Wednesday, October 29, 2008

Malcolm Gladwell's "Outliers: The Story of Success"

2nd\NE Quadrant: The Approval Matrix


Product Description\via Amazon

In this stunning new book, Malcolm Gladwell takes us on an intellectual journey through the world of "outliers"--the best and the brightest, the most famous and the most successful. He asks the question: what makes high-achievers different? His answer is that we pay too much attention to what successful people are like, and too little attention to where they are from: that is, their culture, their family, their generation, and the idiosyncratic experiences of their upbringing. Along the way he explains the secrets of software billionaires, what it takes to be a great soccer player, why Asians are good at math, and what made the Beatles the greatest rock band.

Brilliant and entertaining, OUTLIERS is a landmark work that will simultaneously delight and illuminate.

Excerpts from the book can be read here. And I'm really looking forward to reading this book!

2 comments:

Anonymous said...

that was interesting but not enough time listening to your thoughts. Stephen Colbert took up too much time. TIME TIME TIME TIME. What is it exactly

Ben said...

I think Dan Seligman's book "A Question of Intelligence" does a better job explaining the performance of East Asians on math/science subjects. Essentially, if you look at the group average, they do particularly well on the non-verbal component of psychometric tests.

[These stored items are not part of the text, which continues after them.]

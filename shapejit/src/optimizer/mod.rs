//! Optimization passes over typed functions.
//!
//! Passes run in a pipeline that repeats until no pass reports a change or
//! the iteration cap is reached.

mod dce;
mod index_elim;

pub use dce::DeadCodeElimination;
pub use index_elim::IndexElimination;

use crate::config::JitConfig;
use crate::error::JitResult;
use crate::ir::TypedFn;
use log::debug;

/// Optimization pass trait
pub trait OptimizationPass: std::fmt::Debug {
    /// Name of this optimization pass
    fn name(&self) -> &str;

    /// Rewrite `func` in place; returns the number of changes made
    fn optimize_function(&self, func: &mut TypedFn) -> JitResult<usize>;
}

/// Optimization pipeline
#[derive(Debug)]
pub struct OptimizationPipeline {
    passes: Vec<Box<dyn OptimizationPass>>,
    max_iterations: usize,
}

impl Default for OptimizationPipeline {
    fn default() -> Self {
        Self::new()
    }
}

impl OptimizationPipeline {
    /// Create an empty pipeline
    pub fn new() -> Self {
        Self {
            passes: Vec::new(),
            max_iterations: 10,
        }
    }

    /// Pipeline with the passes enabled in `config`
    pub fn from_config(config: &JitConfig) -> Self {
        let mut pipeline = Self::new();
        if config.index_elimination {
            pipeline.add_pass(Box::new(IndexElimination::new()));
        }
        if config.dead_code_elimination {
            pipeline.add_pass(Box::new(DeadCodeElimination::new()));
        }
        pipeline.set_max_iterations(config.max_pass_iterations);
        pipeline
    }

    /// Add a pass to the pipeline
    pub fn add_pass(&mut self, pass: Box<dyn OptimizationPass>) {
        self.passes.push(pass);
    }

    /// Set maximum iterations
    pub fn set_max_iterations(&mut self, max: usize) {
        self.max_iterations = max;
    }

    pub fn pass_names(&self) -> Vec<&str> {
        self.passes.iter().map(|p| p.name()).collect()
    }

    /// Run the pipeline on one function
    pub fn run(&self, func: &mut TypedFn) -> JitResult<usize> {
        let mut total_changes = 0;

        for iteration in 0..self.max_iterations {
            let mut changes_this_iteration = 0;

            for pass in &self.passes {
                let changes = pass.optimize_function(func)?;
                if changes > 0 {
                    debug!(
                        "optimizer: {} made {changes} changes to `{}` (round {iteration})",
                        pass.name(),
                        func.name
                    );
                }
                changes_this_iteration += changes;
            }

            total_changes += changes_this_iteration;

            // Fixed point reached
            if changes_this_iteration == 0 {
                break;
            }
        }

        Ok(total_changes)
    }
}

#[cfg(test)]
mod tests {
    use super::*;
    use crate::ir::{BinOp, Stmt, TypedExpr, TypedExprKind, TypedFnId};
    use crate::types::{JitType, ScalarKind};
    use pretty_assertions::assert_eq;
    use std::collections::BTreeMap;

    fn function(body: Vec<Stmt<TypedExpr>>) -> TypedFn {
        TypedFn {
            id: TypedFnId(0),
            name: "f_0".to_string(),
            untyped: "f".to_string(),
            params: vec!["n".to_string()],
            input_types: vec![JitType::INT64],
            type_env: BTreeMap::new(),
            body,
            return_type: JitType::INT64,
            writes_memory: false,
        }
    }

    #[test]
    fn test_pass_names() {
        let pipeline = OptimizationPipeline::from_config(&JitConfig::default());
        assert_eq!(pipeline.pass_names(), vec!["index_elimination", "dead_code_elimination"]);

        let config = JitConfig {
            index_elimination: false,
            ..JitConfig::default()
        };
        assert_eq!(
            OptimizationPipeline::from_config(&config).pass_names(),
            vec!["dead_code_elimination"]
        );
    }

    #[test]
    fn test_pipeline_reaches_fixpoint() {
        // r = range(n, 100, 3); k = r[2]; return k
        let range = TypedExpr::new(
            TypedExprKind::Range {
                start: Box::new(TypedExpr::var("n", JitType::INT64)),
                stop: Box::new(TypedExpr::int(100)),
                step: Box::new(TypedExpr::int(3)),
            },
            JitType::array(ScalarKind::Int64, 1),
        );
        let index = TypedExpr::new(
            TypedExprKind::Index {
                value: Box::new(TypedExpr::var("r", range.ty.clone())),
                index: Box::new(TypedExpr::int(2)),
            },
            JitType::INT64,
        );
        let mut f = function(vec![
            Stmt::assign("r", range),
            Stmt::assign("k", index),
            Stmt::Return(TypedExpr::var("k", JitType::INT64)),
        ]);
        let changes = OptimizationPipeline::from_config(&JitConfig::default())
            .run(&mut f)
            .unwrap();
        assert!(changes >= 2);
        // the range is gone, only the arithmetic survives
        assert_eq!(
            f.body,
            vec![
                Stmt::assign(
                    "k",
                    TypedExpr::binop(
                        BinOp::Add,
                        TypedExpr::var("n", JitType::INT64),
                        TypedExpr::int(6),
                        JitType::INT64,
                    )
                ),
                Stmt::Return(TypedExpr::var("k", JitType::INT64)),
            ]
        );
    }
}
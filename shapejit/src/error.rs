//! Error types for the specialization pipeline.
//!
//! Every fallible operation in the crate returns [`JitResult`]. The variants
//! mirror the failure classes of the pipeline:
//!
//! - binding failures at the call boundary (`ArityMismatch`, `UnexpectedKeyword`)
//! - rank and type failures during specialization (`RankMismatch`, `TypeError`)
//! - registry misses (`UnknownFunction`, `DuplicateFunction`)
//! - shape failures (`InvalidShapeOperand`)
//! - internal SSA consistency failures (`MergeInvariantViolation`)

use thiserror::Error;

/// Error raised anywhere in the JIT core.
#[derive(Debug, Clone, PartialEq, Error)]
pub enum JitError {
    /// Two array arguments of one adverb disagree on rank
    #[error("rank mismatch: adverb can't accept inputs of rank {expected} and {found}")]
    RankMismatch { expected: usize, found: usize },

    /// Arguments could not be bound to the formal parameters
    #[error("arity mismatch calling `{function}`: {detail}")]
    ArityMismatch { function: String, detail: String },

    /// A keyword argument names no formal parameter
    #[error("unexpected keyword argument `{keyword}` for `{function}`")]
    UnexpectedKeyword { function: String, keyword: String },

    /// Registry lookup miss
    #[error("unknown function `{0}`")]
    UnknownFunction(String),

    /// A function identifier was registered twice
    #[error("function `{0}` is already registered")]
    DuplicateFunction(String),

    /// A variable was read before any definition reached it
    #[error("unbound variable `{0}`")]
    UnboundVariable(String),

    /// No concrete type can be assigned to an expression
    #[error("type error: {message} in `{expr}`")]
    TypeError { message: String, expr: String },

    /// Shape inference or shape codegen met a non-constructible shape
    #[error("invalid shape operand: {0}")]
    InvalidShapeOperand(String),

    /// A path-dependent variable was read outside its merge list
    #[error("merge invariant violated in `{function}`: `{variable}` read outside its defining block")]
    MergeInvariantViolation { function: String, variable: String },

    /// Runtime failure inside one of the reference evaluators
    #[error("evaluation error: {0}")]
    Eval(String),

    /// Failure reported by a code-emission backend
    #[error("backend error: {0}")]
    Backend(String),

    /// Malformed configuration
    #[error("configuration error: {0}")]
    Config(String),
}

impl JitError {
    /// Build a `TypeError` for the given expression.
    pub fn type_error(message: impl Into<String>, expr: impl ToString) -> Self {
        JitError::TypeError {
            message: message.into(),
            expr: expr.to_string(),
        }
    }

    /// Build an `ArityMismatch` for the given function.
    pub fn arity(function: &str, detail: impl Into<String>) -> Self {
        JitError::ArityMismatch {
            function: function.to_string(),
            detail: detail.into(),
        }
    }

    /// True for errors that describe a bad call rather than a compiler bug.
    pub fn is_user_error(&self) -> bool {
        !matches!(
            self,
            JitError::MergeInvariantViolation { .. } | JitError::Backend(_)
        )
    }
}

/// Result type for JIT operations
pub type JitResult<T> = Result<T, JitError>;

#[cfg(test)]
mod tests {
    use super::*;

    #[test]
    fn test_rank_mismatch_message() {
        let err = JitError::RankMismatch {
            expected: 1,
            found: 2,
        };
        assert_eq!(
            err.to_string(),
            "rank mismatch: adverb can't accept inputs of rank 1 and 2"
        );
    }

    #[test]
    fn test_type_error_carries_expression() {
        let err = JitError::type_error("cannot add", "x + y");
        assert_eq!(err.to_string(), "type error: cannot add in `x + y`");
    }

    #[test]
    fn test_merge_violation_is_not_user_error() {
        let err = JitError::MergeInvariantViolation {
            function: "f".to_string(),
            variable: "y.1".to_string(),
        };
        assert!(!err.is_user_error());
        assert!(JitError::UnknownFunction("g".to_string()).is_user_error());
    }
}
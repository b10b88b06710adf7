//! Function registry and closure identities.
//!
//! The registry is append-only: a function identifier names one immutable
//! [`UntypedFn`] for the lifetime of the session, and every distinct
//! (function, fixed-argument types) pair keeps the integer identity it was
//! first given.

use crate::error::{JitError, JitResult};
use crate::ir::UntypedFn;
use crate::types::JitType;
use std::collections::HashMap;
use std::rc::Rc;

/// Store of untyped definitions and closure identities
#[derive(Debug, Default)]
pub struct Registry {
    functions: HashMap<String, Rc<UntypedFn>>,
    closure_ids: HashMap<(String, Vec<JitType>), usize>,
    fresh_counter: usize,
}

impl Registry {
    pub fn new() -> Self {
        Self::default()
    }

    /// Insert a definition under its own name.
    pub fn register(&mut self, function: UntypedFn) -> JitResult<Rc<UntypedFn>> {
        if self.functions.contains_key(&function.name) {
            return Err(JitError::DuplicateFunction(function.name));
        }
        let args = &function.args;
        if let Some((name, _)) = args.defaults.iter().find(|(n, _)| !args.positional.contains(n)) {
            return Err(JitError::ArityMismatch {
                function: function.name.clone(),
                detail: format!("default for `{name}`, which is not a positional parameter"),
            });
        }
        let name = function.name.clone();
        let function = Rc::new(function);
        self.functions.insert(name, Rc::clone(&function));
        Ok(function)
    }

    pub fn lookup(&self, name: &str) -> JitResult<Rc<UntypedFn>> {
        self.functions
            .get(name)
            .cloned()
            .ok_or_else(|| JitError::UnknownFunction(name.to_string()))
    }

    pub fn contains(&self, name: &str) -> bool {
        self.functions.contains_key(name)
    }

    /// Stable identity of the closure type `(func, fixed)`.
    pub fn closure_identity(&mut self, func: &str, fixed: &[JitType]) -> usize {
        let next = self.closure_ids.len();
        *self
            .closure_ids
            .entry((func.to_string(), fixed.to_vec()))
            .or_insert(next)
    }

    /// A function name not yet in use, derived from `prefix`.
    pub fn fresh_name(&mut self, prefix: &str) -> String {
        if !self.contains(prefix) {
            return prefix.to_string();
        }
        loop {
            self.fresh_counter += 1;
            let candidate = format!("{prefix}_{}", self.fresh_counter);
            if !self.contains(&candidate) {
                return candidate;
            }
        }
    }

    pub fn len(&self) -> usize {
        self.functions.len()
    }

    pub fn is_empty(&self) -> bool {
        self.functions.is_empty()
    }

    pub fn closure_count(&self) -> usize {
        self.closure_ids.len()
    }
}

#[cfg(test)]
mod tests {
    use super::*;
    use crate::ir::{Const, Expr, FormalArgs, Stmt};
    use crate::types::ScalarKind;

    fn ident(name: &str) -> UntypedFn {
        UntypedFn::new(
            name,
            FormalArgs::new(&["x"]),
            vec![Stmt::Return(Expr::var("x"))],
        )
    }

    #[test]
    fn test_register_and_lookup() {
        let mut registry = Registry::new();
        let f = registry.register(ident("ident")).unwrap();
        assert!(Rc::ptr_eq(&f, &registry.lookup("ident").unwrap()));
        assert_eq!(
            registry.lookup("nope").unwrap_err(),
            JitError::UnknownFunction("nope".to_string())
        );
    }

    #[test]
    fn test_register_duplicate_fails() {
        let mut registry = Registry::new();
        registry.register(ident("f")).unwrap();
        assert_eq!(
            registry.register(ident("f")).unwrap_err(),
            JitError::DuplicateFunction("f".to_string())
        );
        assert_eq!(registry.len(), 1);
    }

    #[test]
    fn test_default_on_nonlocal_rejected() {
        let mut registry = Registry::new();
        let err = registry
            .register(UntypedFn::new(
                "shifted",
                FormalArgs::new(&["x"])
                    .with_nonlocals(&["k"])
                    .with_default("k", Const::Int(1)),
                vec![Stmt::Return(Expr::var("x"))],
            ))
            .unwrap_err();
        assert!(matches!(err, JitError::ArityMismatch { .. }), "{err}");
        assert!(registry.is_empty());
    }

    #[test]
    fn test_closure_identity_is_stable() {
        let mut registry = Registry::new();
        let vec_ty = JitType::array(ScalarKind::Float64, 1);
        let a = registry.closure_identity("f", &[JitType::INT64]);
        let b = registry.closure_identity("f", std::slice::from_ref(&vec_ty));
        let c = registry.closure_identity("g", &[JitType::INT64]);
        assert_ne!(a, b);
        assert_ne!(a, c);
        assert_eq!(registry.closure_identity("f", &[JitType::INT64]), a);
        assert_eq!(registry.closure_identity("f", &[vec_ty]), b);
        assert_eq!(registry.closure_count(), 3);
    }

    #[test]
    fn test_fresh_name_skips_taken() {
        let mut registry = Registry::new();
        assert_eq!(registry.fresh_name("w"), "w");
        registry.register(ident("w")).unwrap();
        let next = registry.fresh_name("w");
        assert_ne!(next, "w");
        assert!(next.starts_with("w_"));
    }
}
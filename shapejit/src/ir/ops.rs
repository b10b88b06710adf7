//! Scalar operators shared by the untyped and typed IR.

use serde::{Deserialize, Serialize};
use std::fmt;

/// Binary operators
#[derive(Debug, Clone, Copy, PartialEq, Eq, Hash, Serialize, Deserialize)]
pub enum BinOp {
    // Arithmetic
    Add,
    Sub,
    Mult,
    Div,
    Mod,
    Max,
    // Comparison
    Lt,
    Le,
    Gt,
    Ge,
    Eq,
    NotEq,
    // Logical
    And,
    Or,
}

impl BinOp {
    pub fn is_arithmetic(self) -> bool {
        matches!(
            self,
            BinOp::Add | BinOp::Sub | BinOp::Mult | BinOp::Div | BinOp::Mod | BinOp::Max
        )
    }

    pub fn is_comparison(self) -> bool {
        matches!(
            self,
            BinOp::Lt | BinOp::Le | BinOp::Gt | BinOp::Ge | BinOp::Eq | BinOp::NotEq
        )
    }

    pub fn is_logical(self) -> bool {
        matches!(self, BinOp::And | BinOp::Or)
    }

    pub fn symbol(self) -> &'static str {
        match self {
            BinOp::Add => "+",
            BinOp::Sub => "-",
            BinOp::Mult => "*",
            BinOp::Div => "/",
            BinOp::Mod => "%",
            BinOp::Max => "max",
            BinOp::Lt => "<",
            BinOp::Le => "<=",
            BinOp::Gt => ">",
            BinOp::Ge => ">=",
            BinOp::Eq => "==",
            BinOp::NotEq => "!=",
            BinOp::And => "and",
            BinOp::Or => "or",
        }
    }

    /// Identifier-safe name, used when naming synthesized wrappers
    pub fn name(self) -> &'static str {
        match self {
            BinOp::Add => "add",
            BinOp::Sub => "sub",
            BinOp::Mult => "mult",
            BinOp::Div => "div",
            BinOp::Mod => "mod",
            BinOp::Max => "max",
            BinOp::Lt => "lt",
            BinOp::Le => "le",
            BinOp::Gt => "gt",
            BinOp::Ge => "ge",
            BinOp::Eq => "eq",
            BinOp::NotEq => "ne",
            BinOp::And => "and",
            BinOp::Or => "or",
        }
    }
}

impl fmt::Display for BinOp {
    fn fmt(&self, f: &mut fmt::Formatter<'_>) -> fmt::Result {
        f.write_str(self.symbol())
    }
}

/// Unary operators
#[derive(Debug, Clone, Copy, PartialEq, Eq, Hash, Serialize, Deserialize)]
pub enum UnaryOp {
    Neg,
    Not,
}

impl UnaryOp {
    pub fn symbol(self) -> &'static str {
        match self {
            UnaryOp::Neg => "-",
            UnaryOp::Not => "not ",
        }
    }

    pub fn name(self) -> &'static str {
        match self {
            UnaryOp::Neg => "neg",
            UnaryOp::Not => "not",
        }
    }
}

impl fmt::Display for UnaryOp {
    fn fmt(&self, f: &mut fmt::Formatter<'_>) -> fmt::Result {
        f.write_str(self.symbol())
    }
}
//! Rank helpers for adverb type inference.

use super::JitType;
use crate::error::{JitError, JitResult};

/// Shared rank of a list of adverb inputs.
///
/// Every array input must have the same rank; scalars (and any other
/// non-array type) broadcast against anything. Returns 0 when no input is an
/// array.
pub fn max_rank(types: &[JitType]) -> JitResult<usize> {
    let mut current = 0;
    for ty in types {
        if let JitType::Array { rank, .. } = ty {
            if current != 0 && current != *rank {
                return Err(JitError::RankMismatch {
                    expected: current,
                    found: *rank,
                });
            }
            current = *rank;
        }
    }
    Ok(current)
}

/// Number of axes an adverb loops over.
///
/// With an explicit axis the adverb walks exactly that one axis (as long as
/// there is any array input); without one it walks every axis.
pub fn num_outer_axes(types: &[JitType], axis: Option<usize>) -> JitResult<usize> {
    let rank = max_rank(types)?;
    Ok(if rank > 0 && axis.is_some() { 1 } else { rank })
}

#[cfg(test)]
mod tests {
    use super::*;
    use crate::types::ScalarKind;

    fn arr(rank: usize) -> JitType {
        JitType::Array {
            elt: ScalarKind::Float64,
            rank,
        }
    }

    #[test]
    fn test_max_rank_scalar_and_vector() {
        assert_eq!(max_rank(&[JitType::INT64, arr(1)]).unwrap(), 1);
    }

    #[test]
    fn test_max_rank_all_scalars() {
        assert_eq!(max_rank(&[JitType::INT64, JitType::FLOAT64]).unwrap(), 0);
        assert_eq!(max_rank(&[]).unwrap(), 0);
    }

    #[test]
    fn test_max_rank_mismatch() {
        let err = max_rank(&[arr(1), arr(2)]).unwrap_err();
        assert_eq!(
            err,
            JitError::RankMismatch {
                expected: 1,
                found: 2
            }
        );
    }

    #[test]
    fn test_max_rank_checks_every_argument() {
        // the mismatch sits behind a scalar and a matching array
        let err = max_rank(&[JitType::INT64, arr(2), arr(2), arr(3)]);
        assert!(matches!(err, Err(JitError::RankMismatch { .. })));
    }

    #[test]
    fn test_num_outer_axes() {
        assert_eq!(num_outer_axes(&[arr(3)], None).unwrap(), 3);
        assert_eq!(num_outer_axes(&[arr(3)], Some(1)).unwrap(), 1);
        assert_eq!(num_outer_axes(&[JitType::INT64], Some(0)).unwrap(), 0);
    }
}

This is consistent with their performance on math/science subjects. Seligman also notes possible explanations of this including:

"Severely compressed, his explanation goes about like this: Some sixty thousand years ago, when the lee Age descended on the Northern Hemisphere, the Mongoloid populations faced uniquely hostile "selection pressure" for greater intelligence. Northeast Asia during the Ice Age was the coldest part of the world inhabited by man. Survival required major advances in hunting skills. Lynn's 1987 paper refers to "the ability to isolate slight variations in visual stimulation from a relatively featureless landscape, such as the movement of a white Arctic hare against a background of snow and ice; to recall visual landmarks on long hunting expeditions away from home and to develop a good spatial map of an extensive terrain." These, Lynn believes, were the pressures that ultimately produced the world's best visuospatial abilities."

Also, Gladwell's explanation for Jewish legal success on working in the garment industry in NYC isn't convincing. Seligman notes jewish performance on the verbal component of psychometric tests is above average. The Cochran/Harpending paper on Ashkenazi Jewish intelligence suggests this is partly genetic. See Charles Murray's commentary on the paper:

"Assessing the events of the 1st century C.E. thus poses a chicken-and-egg problem. By way of an analogy, consider written Chinese with its thousands of unique characters. On cognitive tests, today’s Chinese do especially well on visuo-spatial skills. It is possible, I suppose, that their high visuo-spatial skills have been fostered by having to learn written Chinese; but I find it much more plausible that only people who already possessed high visuo-spatial skills would ever devise such a ferociously difficult written language. Similarly, I suppose it is possible that the Jews’ high verbal skills were fostered, through secondary and tertiary effects, by the requirement that they be able to read and understand complicated texts after the 1st century C.E.; but I find it much more plausible that only people who already possessed high verbal skills would dream of installing such a demanding requirement."